++++ Available data ++++

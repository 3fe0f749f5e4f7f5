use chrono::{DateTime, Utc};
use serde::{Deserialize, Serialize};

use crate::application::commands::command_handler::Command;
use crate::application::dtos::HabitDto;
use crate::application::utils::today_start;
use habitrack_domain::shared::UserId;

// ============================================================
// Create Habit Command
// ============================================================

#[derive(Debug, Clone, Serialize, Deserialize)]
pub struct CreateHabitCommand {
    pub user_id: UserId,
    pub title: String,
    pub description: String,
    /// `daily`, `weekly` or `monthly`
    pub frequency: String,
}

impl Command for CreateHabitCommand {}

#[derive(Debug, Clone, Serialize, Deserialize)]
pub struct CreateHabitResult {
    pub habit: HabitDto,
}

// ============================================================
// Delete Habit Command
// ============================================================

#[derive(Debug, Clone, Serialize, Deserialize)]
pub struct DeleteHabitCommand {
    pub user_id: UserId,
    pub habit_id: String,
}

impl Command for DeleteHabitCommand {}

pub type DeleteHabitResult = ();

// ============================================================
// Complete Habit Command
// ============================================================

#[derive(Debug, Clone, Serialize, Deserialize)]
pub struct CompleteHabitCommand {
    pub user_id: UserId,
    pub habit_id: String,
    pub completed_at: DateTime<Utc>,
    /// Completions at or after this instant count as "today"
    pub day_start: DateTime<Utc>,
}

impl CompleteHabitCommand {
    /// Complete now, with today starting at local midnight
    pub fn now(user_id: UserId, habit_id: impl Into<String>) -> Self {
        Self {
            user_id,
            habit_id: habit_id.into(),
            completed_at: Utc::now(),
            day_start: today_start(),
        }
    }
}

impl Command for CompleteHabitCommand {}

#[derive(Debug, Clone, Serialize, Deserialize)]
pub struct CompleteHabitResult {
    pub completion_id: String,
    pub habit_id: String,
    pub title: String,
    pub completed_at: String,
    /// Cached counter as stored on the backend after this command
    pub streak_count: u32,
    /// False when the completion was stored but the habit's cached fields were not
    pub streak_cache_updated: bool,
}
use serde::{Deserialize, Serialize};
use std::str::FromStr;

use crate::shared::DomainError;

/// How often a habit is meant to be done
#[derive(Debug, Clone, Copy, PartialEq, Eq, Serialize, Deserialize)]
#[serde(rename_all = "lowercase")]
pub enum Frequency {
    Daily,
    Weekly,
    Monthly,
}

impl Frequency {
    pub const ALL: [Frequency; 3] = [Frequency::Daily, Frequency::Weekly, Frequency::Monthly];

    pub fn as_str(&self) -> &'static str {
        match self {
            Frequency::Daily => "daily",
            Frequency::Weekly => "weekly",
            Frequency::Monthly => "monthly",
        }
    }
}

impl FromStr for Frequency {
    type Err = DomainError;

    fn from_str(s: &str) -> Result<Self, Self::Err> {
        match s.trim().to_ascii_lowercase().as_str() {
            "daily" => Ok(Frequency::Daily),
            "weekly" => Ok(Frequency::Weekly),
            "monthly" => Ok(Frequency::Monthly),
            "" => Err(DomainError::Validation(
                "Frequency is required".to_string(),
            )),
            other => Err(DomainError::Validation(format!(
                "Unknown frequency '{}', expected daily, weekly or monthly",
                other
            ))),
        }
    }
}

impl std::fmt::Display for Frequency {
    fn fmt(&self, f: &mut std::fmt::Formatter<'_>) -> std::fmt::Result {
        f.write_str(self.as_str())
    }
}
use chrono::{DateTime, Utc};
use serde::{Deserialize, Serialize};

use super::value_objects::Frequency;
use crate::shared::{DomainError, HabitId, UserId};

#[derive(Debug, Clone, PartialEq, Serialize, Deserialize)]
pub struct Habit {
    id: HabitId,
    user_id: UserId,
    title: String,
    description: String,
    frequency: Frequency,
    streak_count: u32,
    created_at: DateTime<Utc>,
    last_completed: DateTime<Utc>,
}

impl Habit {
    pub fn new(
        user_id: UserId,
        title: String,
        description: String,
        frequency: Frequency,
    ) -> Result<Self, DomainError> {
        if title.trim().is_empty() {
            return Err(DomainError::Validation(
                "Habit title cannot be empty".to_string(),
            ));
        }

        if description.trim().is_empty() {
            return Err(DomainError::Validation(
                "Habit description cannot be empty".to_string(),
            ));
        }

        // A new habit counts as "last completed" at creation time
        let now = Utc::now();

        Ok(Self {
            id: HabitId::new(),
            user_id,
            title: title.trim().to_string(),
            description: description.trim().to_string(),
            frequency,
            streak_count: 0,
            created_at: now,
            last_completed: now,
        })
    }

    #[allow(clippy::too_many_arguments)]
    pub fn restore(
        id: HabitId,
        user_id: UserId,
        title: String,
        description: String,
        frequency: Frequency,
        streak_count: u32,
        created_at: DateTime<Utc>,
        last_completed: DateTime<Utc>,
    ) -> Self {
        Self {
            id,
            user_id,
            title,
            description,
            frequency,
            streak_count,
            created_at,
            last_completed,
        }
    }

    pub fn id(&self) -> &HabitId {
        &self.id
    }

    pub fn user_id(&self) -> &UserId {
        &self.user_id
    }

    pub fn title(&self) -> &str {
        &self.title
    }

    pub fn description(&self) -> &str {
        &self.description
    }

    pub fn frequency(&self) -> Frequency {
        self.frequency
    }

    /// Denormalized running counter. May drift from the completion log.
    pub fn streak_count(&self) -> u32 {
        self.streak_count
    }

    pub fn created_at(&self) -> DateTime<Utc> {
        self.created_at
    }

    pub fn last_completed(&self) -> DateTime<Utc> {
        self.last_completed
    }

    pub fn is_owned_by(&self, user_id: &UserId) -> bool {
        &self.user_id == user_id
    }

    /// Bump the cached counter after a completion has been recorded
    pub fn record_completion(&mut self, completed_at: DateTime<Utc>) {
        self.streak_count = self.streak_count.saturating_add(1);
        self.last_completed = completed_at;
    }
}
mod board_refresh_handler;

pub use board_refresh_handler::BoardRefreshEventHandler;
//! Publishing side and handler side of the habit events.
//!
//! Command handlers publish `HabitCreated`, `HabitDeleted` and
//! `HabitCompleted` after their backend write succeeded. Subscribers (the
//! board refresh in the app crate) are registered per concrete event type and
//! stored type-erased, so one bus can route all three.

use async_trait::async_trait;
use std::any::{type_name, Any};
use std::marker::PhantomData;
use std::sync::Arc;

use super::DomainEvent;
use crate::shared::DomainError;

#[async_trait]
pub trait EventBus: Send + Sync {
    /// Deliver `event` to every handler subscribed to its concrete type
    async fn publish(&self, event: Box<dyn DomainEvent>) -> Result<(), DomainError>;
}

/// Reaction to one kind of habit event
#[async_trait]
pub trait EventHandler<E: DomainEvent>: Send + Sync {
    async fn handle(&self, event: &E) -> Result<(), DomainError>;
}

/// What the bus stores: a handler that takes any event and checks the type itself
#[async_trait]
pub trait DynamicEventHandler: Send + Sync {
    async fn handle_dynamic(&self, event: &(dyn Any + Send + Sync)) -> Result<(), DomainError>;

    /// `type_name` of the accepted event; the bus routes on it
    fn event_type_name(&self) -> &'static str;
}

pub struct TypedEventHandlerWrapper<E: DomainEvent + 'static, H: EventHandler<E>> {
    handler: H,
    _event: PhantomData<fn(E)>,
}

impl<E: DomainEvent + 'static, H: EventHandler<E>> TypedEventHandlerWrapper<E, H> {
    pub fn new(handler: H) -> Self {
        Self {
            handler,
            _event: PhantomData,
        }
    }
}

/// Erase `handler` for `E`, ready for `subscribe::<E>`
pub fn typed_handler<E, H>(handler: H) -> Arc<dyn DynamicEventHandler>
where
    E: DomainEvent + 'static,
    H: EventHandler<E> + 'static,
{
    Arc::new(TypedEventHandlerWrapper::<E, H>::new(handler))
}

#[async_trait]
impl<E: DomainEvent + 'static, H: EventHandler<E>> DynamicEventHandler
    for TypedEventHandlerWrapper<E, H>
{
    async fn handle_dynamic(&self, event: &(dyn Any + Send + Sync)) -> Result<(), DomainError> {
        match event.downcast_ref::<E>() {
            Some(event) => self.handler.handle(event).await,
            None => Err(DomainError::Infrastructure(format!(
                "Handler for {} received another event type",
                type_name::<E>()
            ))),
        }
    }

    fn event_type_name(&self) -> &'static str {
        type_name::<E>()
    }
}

++++

- [Task instructions] Take the records above and return, word for word, only the lines that fall from the line with "the completion log." to the line with "routes on it", both of them included.

- [Answer box]
    /// Denormalized running counter. May drift from the completion log.
    pub fn streak_count(&self) -> u32 {
        self.streak_count
    }

    pub fn created_at(&self) -> DateTime<Utc> {
        self.created_at
    }

    pub fn last_completed(&self) -> DateTime<Utc> {
        self.last_completed
    }

    pub fn is_owned_by(&self, user_id: &UserId) -> bool {
        &self.user_id == user_id
    }

    /// Bump the cached counter after a completion has been recorded
    pub fn record_completion(&mut self, completed_at: DateTime<Utc>) {
        self.streak_count = self.streak_count.saturating_add(1);
        self.last_completed = completed_at;
    }
}
mod board_refresh_handler;

pub use board_refresh_handler::BoardRefreshEventHandler;
//! Publishing side and handler side of the habit events.
//!
//! Command handlers publish `HabitCreated`, `HabitDeleted` and
//! `HabitCompleted` after their backend write succeeded. Subscribers (the
//! board refresh in the app crate) are registered per concrete event type and
//! stored type-erased, so one bus can route all three.

use async_trait::async_trait;
use std::any::{type_name, Any};
use std::marker::PhantomData;
use std::sync::Arc;

use super::DomainEvent;
use crate::shared::DomainError;

#[async_trait]
pub trait EventBus: Send + Sync {
    /// Deliver `event` to every handler subscribed to its concrete type
    async fn publish(&self, event: Box<dyn DomainEvent>) -> Result<(), DomainError>;
}

/// Reaction to one kind of habit event
#[async_trait]
pub trait EventHandler<E: DomainEvent>: Send + Sync {
    async fn handle(&self, event: &E) -> Result<(), DomainError>;
}

/// What the bus stores: a handler that takes any event and checks the type itself
#[async_trait]
pub trait DynamicEventHandler: Send + Sync {
    async fn handle_dynamic(&self, event: &(dyn Any + Send + Sync)) -> Result<(), DomainError>;

    /// `type_name` of the accepted event; the bus routes on it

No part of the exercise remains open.